Solomon Island nurses train in disaster risk management and assessment

Source(s): Secretariat of the Pacific Community

As a part of their final year curriculum, 71 trainee nurses at the Solomon Islands College of Higher Education (SICHE), have received training in disaster management and damage assessment.

Mr Vuli Gauna assisted the facilitation of the Introduction to Disaster Management (IDM) and Initial Damage Assessment (IDA) courses that were held at SICHE in April.

He is the Training Support Officer working with The Asia Foundation and USAID / Office of the US Foreign Disaster Assistance, Pacific Disaster Risk Management Program (PDRMP), based at the SPC/SOPAC campus in Fiji.

“The disaster management training assists the nurses to look at identifying opportunities within community development programmes where prevention, mitigation and preparedness measures can be applied to help in reducing disaster risks."

The damage assessment training provides knowledge and tools on how best to collect and record information for reporting of damage resulting from hazard impacts, which is important for government’s response efforts during any disaster,” said Mr Gauna.

Upon graduation, many of these nurses will take up positions at health centres and nursing stations in the more remote villages and communities, spread throughout the 300 inhabited islands within the Solomon Islands group.

Here, along with their nursing skills, they will be able to share the knowledge and tools acquired in the IDM and IDA training with the local communities.

Well aware of the importance of community involvement in disaster preparedness is the Director of The Asia Foundation’s Pacific Program, Ms Kathryn Hawley who, since the late 90s, has been actively involved in the creation, development and dissemination of a series of Disaster Management courses under the training project, throughout the region.

Ms Hawley explained that the Solomon Islands training initiative, funded by USAID and implemented by SOPAC, now a Division of the Secretariat of the Pacific Community (SPC), and The Asia Foundation grew out of the support given to the Solomon Islands National Disaster Management Office (NDMO) when the idea of adding these components to the nursing curriculum was first mooted some seven years ago.

She said that initially, one national trainer took on the role of presenting a series of lessons to classes of 25 final year trainee nurses at SICHE. As class sizes have grown, nine or more local trainers with assistance from a SPC/SOPAC based regional trainer now handle the course delivery. They work in three simultaneous sessions, in an intensive week of interactive exercises.

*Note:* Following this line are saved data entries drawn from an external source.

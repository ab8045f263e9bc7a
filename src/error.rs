use thiserror::Error;

/// The (year, month, day) triple does not name a day that exists in its
/// calendar, e.g. Gregorian February 30 or Esfand 30 of a non-leap year.
#[derive(Error, Debug, Clone, Copy, PartialEq, Eq)]
#[error("no day {day} in month {month} of year {year}")]
pub struct InvalidDate {
    pub year: i32,
    pub month: u8,
    pub day: u8,
}

/// The Persian year falls outside the range a converter is verified for.
/// Callers that need the answer anyway must use the astronomical path.
#[derive(Error, Debug, Clone, Copy, PartialEq, Eq)]
#[error("persian year {year} is outside the supported range {first}..={last}")]
pub struct OutOfRange {
    pub year: i32,
    pub first: i32,
    pub last: i32,
}

/// The equinox oracle was asked about a year it cannot resolve.
#[derive(Error, Debug, Clone, Copy, PartialEq, Eq)]
#[error("persian year {year} is outside the equinox oracle's span {oracle_first}..={oracle_last}")]
pub struct RangeError {
    pub year: i32,
    pub oracle_first: i32,
    pub oracle_last: i32,
}

/// Either failure mode of a date-to-fixed conversion.
#[derive(Error, Debug, Clone, Copy, PartialEq, Eq)]
pub enum ConversionError {
    #[error(transparent)]
    InvalidDate(#[from] InvalidDate),
    #[error(transparent)]
    OutOfRange(#[from] OutOfRange),
}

The national trainers assisting with these course deliveries come from a “pool of trainers that were further developed when we conducted a series of trainings for Provincial Disaster Officers after the Solomon Islands government introduced these positions,” said Ms Hawley.

With the assistance of national trainers in each country, and locally adapted course materials, some of which have been translated into the national language, course delivery also takes place in Vanuatu, Fiji, Tonga, Samoa, Cook Islands, the Republic of the Marshall Islands, and the Federated States of Micronesia.

“For other Pacific Island country requests for training through the PDRMP project, SOPAC provides funding support for course delivery through the Division’s Disaster Risk Programme,” said Ms Hawley.